Мы же не знаем, например, сколько людей жили в местах, где мы сейчас живем, сто, двести, пятьсот лет назад. Что они чувствовали, когда открывали этот мир? Мы не знаем причин их страданий и боли. Может быть, мой дом находится на том отрезке земли, за который кто-то положил свою жизнь, а до этого лет пятьсот назад кто-то выиграл его в лотерею. И тот, кто будет жить через двести лет на месте, где, например, находится моя квартира, вряд ли будет знать, какой ценой она мне досталась. Зачем ему это знать? У него будет своя история.
Он, конечно, ничего не будет знать о кредите, который я выплачивала утомительно долго, как стояла в банковских очередях жаркими летними днями. Тот человек не будет иметь представления, что я много сил потратила на ремонт, а потом все равно страдала от отсутствия воды и электричества. И как однажды в ванной комнате, частично отштукатуренной, мне пришел в голову такой стих:
Свет и тень.
Тень и тьма.
Что ни день,
То тюрьма.
В тот момент я остро почувствовала одиночество и зависимость от многих людей…
Тот, кто будет жить на этом месте после меня, не будет обо всем этом знать. А мне почему-то жаль. Не знаю почему, но жаль. Хочется, чтобы он понял цену вот этого клочка земли и ощутил себя владельцем чего-то большого и важного. А я? Ну кто такая Я?..

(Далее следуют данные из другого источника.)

//! Administrator endpoints: justification decisions, establishment
//! dashboard, period locking and user listing.
//!
//! Every handler requires `SCHOOL_ADMIN` or `SYSTEM_ADMIN` and then scopes
//! the target establishment through [`educ_core::access`].

use axum::body::Bytes;
use axum::extract::{Query, State};
use axum::Json;
use educ_core::access::{authorize, resolve_scope, Scope};
use educ_core::attendance::{ensure_justifiable, parse_decision_literal, AttendanceStatus};
use educ_core::audit::{
    NewAuditEntry, ACTION_ATTENDANCE_DECISION, ACTION_GRADES_PERIOD_LOCK, ENTITY_ATTENDANCE,
    ENTITY_GRADING_PERIOD,
};
use educ_core::error::CoreError;
use educ_core::grading::validate_period;
use educ_core::roles::Role;
use educ_core::types::DbId;
use educ_db::models::attendance::Attendance;
use educ_db::models::profile::UserListEntry;
use educ_db::repositories::{
    AttendanceRepo, DashboardRepo, GradeRepo, MessageRepo, ProfileRepo, ReportCardRepo,
};
use educ_events::bus::{ATTENDANCE_DECIDED, GRADES_PERIOD_LOCKED};
use educ_events::UsageEvent;
use serde::{Deserialize, Serialize};
use serde_json::json;
use validator::Validate;

use crate::audit;
use crate::dashboard::{self, or_default};
use crate::error::{AppError, AppResult};
use crate::extract::{optional_json, ValidJson};
use crate::middleware::auth::AuthUser;
use crate::middleware::rbac::{RequireAdmin, ADMIN_ROLES};
use crate::response::SuccessResponse;
use crate::state::AppState;

// ---------------------------------------------------------------------------
// Request / response types
// ---------------------------------------------------------------------------

#[derive(Debug, Deserialize, Validate)]
pub struct DecideAttendanceRequest {
    pub attendance_id: DbId,
    /// Wire literal, `VALIDE` or `REFUSE`.
    pub decision: String,
    #[validate(length(max = 1000))]
    pub note: Option<String>,
}

#[derive(Debug, Serialize)]
pub struct AttendancePayload {
    pub attendance: Attendance,
}

/// Optional establishment selector, as query string or JSON body.
#[derive(Debug, Default, Deserialize, Validate)]
pub struct EstablishmentScope {
    #[validate(range(min = 1))]
    pub etablissement_id: Option<DbId>,
}

#[derive(Debug, Serialize)]
#[serde(rename_all = "camelCase")]
pub struct AdminDashboard {
    pub students_count: i64,
    pub classes_count: i64,
    pub teachers_count: i64,
    /// Percentage over the last 30 days.
    pub attendance_rate: f64,
    pub grades_count: i64,
    pub published_reports: i64,
    pub messages_count: i64,
    pub pending_justifications: i64,
}

#[derive(Debug, Deserialize, Validate)]
pub struct LockPeriodRequest {
    pub etablissement_id: DbId,
    #[validate(length(min = 1, max = 16))]
    pub period: String,
}

#[derive(Debug, Serialize)]
pub struct MessagePayload {
    pub message: String,
}

#[derive(Debug, Default, Deserialize, Validate)]
pub struct ListUsersRequest {
    pub role: Option<String>,
    #[validate(range(min = 1))]
    pub etablissement_id: Option<DbId>,
}

#[derive(Debug, Serialize)]
pub struct UsersResponse {
    pub users: Vec<UserListEntry>,
}

// ---------------------------------------------------------------------------
// Handlers
// ---------------------------------------------------------------------------

/// POST /api/v1/admin-attendance-decide
///
/// Approve (`VALIDE`) or reject (`REFUSE`) a justification. Any other
/// decision literal is rejected before anything is read or written.
pub async fn decide_attendance(
    State(state): State<AppState>,
    RequireAdmin(admin): RequireAdmin,
    ValidJson(input): ValidJson<DecideAttendanceRequest>,
) -> AppResult<Json<SuccessResponse<AttendancePayload>>> {
    let decision = parse_decision_literal(&input.decision)?;

    let before = AttendanceRepo::find_by_id(&state.pool, input.attendance_id)
        .await?
        .ok_or(CoreError::NotFound {
            entity: "Attendance",
            id: input.attendance_id,
        })?;

    authorize(&admin.principal, ADMIN_ROLES, Some(before.etablissement_id))?;

    let status: AttendanceStatus = before
        .status
        .parse()
        .map_err(|e: String| AppError::InternalError(e))?;
    ensure_justifiable(status)?;

    let note = input.note.as_deref().map(str::trim).filter(|n| !n.is_empty());
    let after = AttendanceRepo::decide(&state.pool, before.id, decision, note, admin.user_id)
        .await?
        .ok_or(CoreError::NotFound {
            entity: "Attendance",
            id: before.id,
        })?;

    tracing::info!(
        attendance_id = after.id,
        decision = decision.as_str(),
        validated_by = admin.user_id,
        "Attendance justification decided",
    );

    audit::record(
        &state.pool,
        NewAuditEntry {
            actor_id: admin.user_id,
            action: ACTION_ATTENDANCE_DECISION,
            entity_type: ENTITY_ATTENDANCE,
            entity_id: Some(after.id),
            etablissement_id: Some(after.etablissement_id),
            before: Some(json!(before)),
            after: Some(json!(after)),
        },
    )
    .await;

    state.event_bus.publish(
        UsageEvent::new(ATTENDANCE_DECIDED)
            .with_actor(admin.user_id)
            .with_etablissement(Some(after.etablissement_id))
            .with_payload(json!({
                "attendance_id": after.id,
                "decision": decision.as_str(),
            })),
    );

    Ok(Json(SuccessResponse::new(AttendancePayload {
        attendance: after,
    })))
}

/// GET /api/v1/admin-dashboard?etablissement_id=
pub async fn dashboard_get(
    State(state): State<AppState>,
    RequireAdmin(admin): RequireAdmin,
    Query(scope): Query<EstablishmentScope>,
) -> AppResult<Json<AdminDashboard>> {
    admin_dashboard(&state, &admin, scope).await.map(Json)
}

/// POST /api/v1/admin-dashboard
///
/// Same as the `GET` form; the optional body carries `etablissement_id`.
pub async fn dashboard_post(
    State(state): State<AppState>,
    RequireAdmin(admin): RequireAdmin,
    body: Bytes,
) -> AppResult<Json<AdminDashboard>> {
    let scope: EstablishmentScope = optional_json(&body)?;
    admin_dashboard(&state, &admin, scope).await.map(Json)
}

async fn admin_dashboard(
    state: &AppState,
    admin: &AuthUser,
    scope: EstablishmentScope,
) -> AppResult<AdminDashboard> {
    let scope = resolve_scope(&admin.principal, ADMIN_ROLES, scope.etablissement_id)?;
    let etab = scope.etablissement_id();
    let pool = &state.pool;
    let since = dashboard::window_start(dashboard::today());

    let (
        students_count,
        classes_count,
        teachers_count,
        attendance_rate,
        grades_count,
        published_reports,
        messages_count,
        pending_justifications,
    ) = tokio::join!(
        or_default("students_count", DashboardRepo::count_students(pool, etab)),
        or_default("classes_count", DashboardRepo::count_classes(pool, etab)),
        or_default("teachers_count", DashboardRepo::count_teachers(pool, etab)),
        dashboard::attendance_rate("attendance_rate", AttendanceRepo::counts_since(pool, etab, since)),
        or_default("grades_count", GradeRepo::count(pool, etab)),
        or_default("published_reports", ReportCardRepo::count_published(pool, etab)),
        or_default("messages_count", MessageRepo::count(pool, etab)),
        or_default("pending_justifications", AttendanceRepo::count_pending(pool, etab)),
    );

    tracing::debug!(
        user_id = admin.user_id,
        scope = ?scope,
        "Admin dashboard computed",
    );

    Ok(AdminDashboard {
        students_count,
        classes_count,
        teachers_count,
        attendance_rate,
        grades_count,
        published_reports,
        messages_count,
        pending_justifications,
    })
}

/// POST /api/v1/admin-grades-lock-period
///
/// Lock a grading period for an establishment and validate its grades.
/// Locking an already locked period is allowed and re-validates.
pub async fn lock_period(
    State(state): State<AppState>,
    RequireAdmin(admin): RequireAdmin,
    ValidJson(input): ValidJson<LockPeriodRequest>,
) -> AppResult<Json<SuccessResponse<MessagePayload>>> {
    validate_period(&input.period)?;
    authorize(&admin.principal, ADMIN_ROLES, Some(input.etablissement_id))?;

    let outcome =
        GradeRepo::lock_period(&state.pool, input.etablissement_id, &input.period, admin.user_id)
            .await?;

    tracing::info!(
        etablissement_id = input.etablissement_id,
        period = %input.period,
        grades_validated = outcome.grades_validated,
        was_locked = outcome.was_locked,
        "Grading period locked",
    );

    audit::record(
        &state.pool,
        NewAuditEntry {
            actor_id: admin.user_id,
            action: ACTION_GRADES_PERIOD_LOCK,
            entity_type: ENTITY_GRADING_PERIOD,
            entity_id: Some(outcome.period.id),
            etablissement_id: Some(input.etablissement_id),
            before: Some(json!({ "locked": outcome.was_locked })),
            after: Some(json!({
                "locked": true,
                "grades_validated": outcome.grades_validated,
            })),
        },
    )
    .await;

    state.event_bus.publish(
        UsageEvent::new(GRADES_PERIOD_LOCKED)
            .with_actor(admin.user_id)
            .with_etablissement(Some(input.etablissement_id))
            .with_payload(json!({
                "period": input.period,
                "grades_validated": outcome.grades_validated,
            })),
    );

    Ok(Json(SuccessResponse::new(MessagePayload {
        message: format!(
            "Period {} locked; {} grade(s) validated",
            input.period, outcome.grades_validated
        ),
    })))
}

/// POST /api/v1/admin-users-list
///
/// Users of the resolved establishment (all users for a system
/// administrator naming none), optionally filtered by role.
pub async fn list_users(
    State(state): State<AppState>,
    RequireAdmin(admin): RequireAdmin,
    body: Bytes,
) -> AppResult<Json<UsersResponse>> {
    let input: ListUsersRequest = optional_json(&body)?;

    let role = input
        .role
        .as_deref()
        .map(str::parse::<Role>)
        .transpose()
        .map_err(CoreError::Validation)?;

    let scope = resolve_scope(&admin.principal, ADMIN_ROLES, input.etablissement_id)?;
    if scope == Scope::Global {
        tracing::debug!(user_id = admin.user_id, "Listing users across all establishments");
    }

    let users = ProfileRepo::list_users(
        &state.pool,
        scope.etablissement_id(),
        role.map(Role::as_str),
    )
    .await?;

    Ok(Json(UsersResponse { users }))
}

Потом меня ждет другая жизнь. Новая.
За раздумьями я не заметила, как наступило последнее утро. Все. Пора в больницу. На комоде у маленького зеркальца лежали заранее приготовленные ножницы. Осталось сделать последнее — всего-то ничего. Я распустила волосы и стала их расчесывать.
— Прощайте, косы, — шепчу я и почему-то плачу.
О, что это? У самого виска сор, откуда белые нитки? Внимательно вглядываюсь и вижу, что не сор это, а седая прядь. Седина — это хорошо, значит, не жалко будет косы отрезать. Вот с нее-то, с седины, я и начну сейчас. Раз — и готово!
Когда-то я сочинила такой стишок:
В меня влюбился сам Мороз
И в дар мне иней он принес,
Осыпал густо косы им,
Чтоб сократить лета до зим…
Тогда я еще подумала, к чему подобный стих? Ведь я молодая и до инея на косах мне далековато будет. Годы и годы пройдут, прежде чем…
Это было, кажется, прошлой весной. А такое чувство, будто пятьдесят лет назад. Казалось, что всегда у меня будут каштановые косы и все будет хорошо. Да что там косы! Это не косы! Эта густая копна, словно причудливая шапка, была не только моим украшением, но и чем-то большим, гораздо большим. Густые и длинные волосы всегда были моей «визитной карточкой». Но зачем об этом теперь, когда они лежат в ладонях.